2. While NV will be using the HC.gov software platform, they'll still legally be considered a state-run exchange, which means that they're safe from any potential SCOTUS Halbig/King fallout. This is basically the entire point I was making way back on July 2nd with my "Domain and a Splashpage" solution.

3. In less-positive news, it looks like NV's technical headaches are leading to a higher-than-typical attrition rate. The 38K high-water mark (for paying enrollees) came at the end of July. If they're down 4,000 as of early September, that's 10.5% in 5 weeks, or an average of 7.7% per month since then.

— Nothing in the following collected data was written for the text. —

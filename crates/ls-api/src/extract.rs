//! Bearer-token authentication extractor.

use axum::extract::FromRequestParts;
use axum::http::header::AUTHORIZATION;
use axum::http::request::Parts;

use ls_core::error::AppError;
use ls_core::models::SessionUser;

use crate::{ApiError, AppState};

/// The signed-in caller, resolved from the `Authorization: Bearer` header.
///
/// Adding this extractor to a handler is what makes a route auth-gated.
pub struct CurrentUser {
    pub user: SessionUser,
    pub token: String,
}

impl FromRequestParts<AppState> for CurrentUser {
    type Rejection = ApiError;

    async fn from_request_parts(
        parts: &mut Parts,
        state: &AppState,
    ) -> Result<Self, Self::Rejection> {
        let header = parts
            .headers
            .get(AUTHORIZATION)
            .and_then(|value| value.to_str().ok())
            .unwrap_or_default();
        let token = header
            .strip_prefix("Bearer ")
            .filter(|t| !t.is_empty())
            .ok_or_else(|| ApiError(AppError::AuthRejected("missing bearer token".into())))?;
        let user = state
            .session
            .resolve(token)
            .await?
            .ok_or_else(|| ApiError(AppError::AuthRejected("session expired or unknown".into())))?;
        Ok(CurrentUser {
            user,
            token: token.to_string(),
        })
    }
}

For comparison, other state attrition rates that I've tracked have ranged from just 0.33% per month (Maryland) to 6.3% per month (Florida) so far.

The board of the Silver State Health Insurance Exchange voted Thursday to end its search for a company to replace Xerox, which lost its contract in May following the health link’s glitch-ridden rollout.

Instead, the board plans to stick permanently with borrowing enrollment and eligibility software from the federal healthcare.gov system.

“We do have very limited resources with the number of people working on this. I would say the goal should be a successful enrollment for 2015, and that we stop anything with the alternative survey (of vendors) so our limited staff can focus on that successful enrollment,” said board Chair Barbara Smith Campbell. “I think that’s what our Nevada consumers want too, most importantly.”

...Shawna DeRousse, chief operating officer of the exchange, said Nevada Health Link enrollments had dwindled to 34,000, down from 38,000 earlier this summer, and sign-ups may drop more as customers face re-enrollment in November.

...Exchange Executive Director Bruce Gilbert told the board that Nevada will remain a state-run marketplace that merely uses healthcare.gov’s software. That means Nevadans will remain eligible for federal premium tax credits, regardless of any pending court rulings on who qualifies.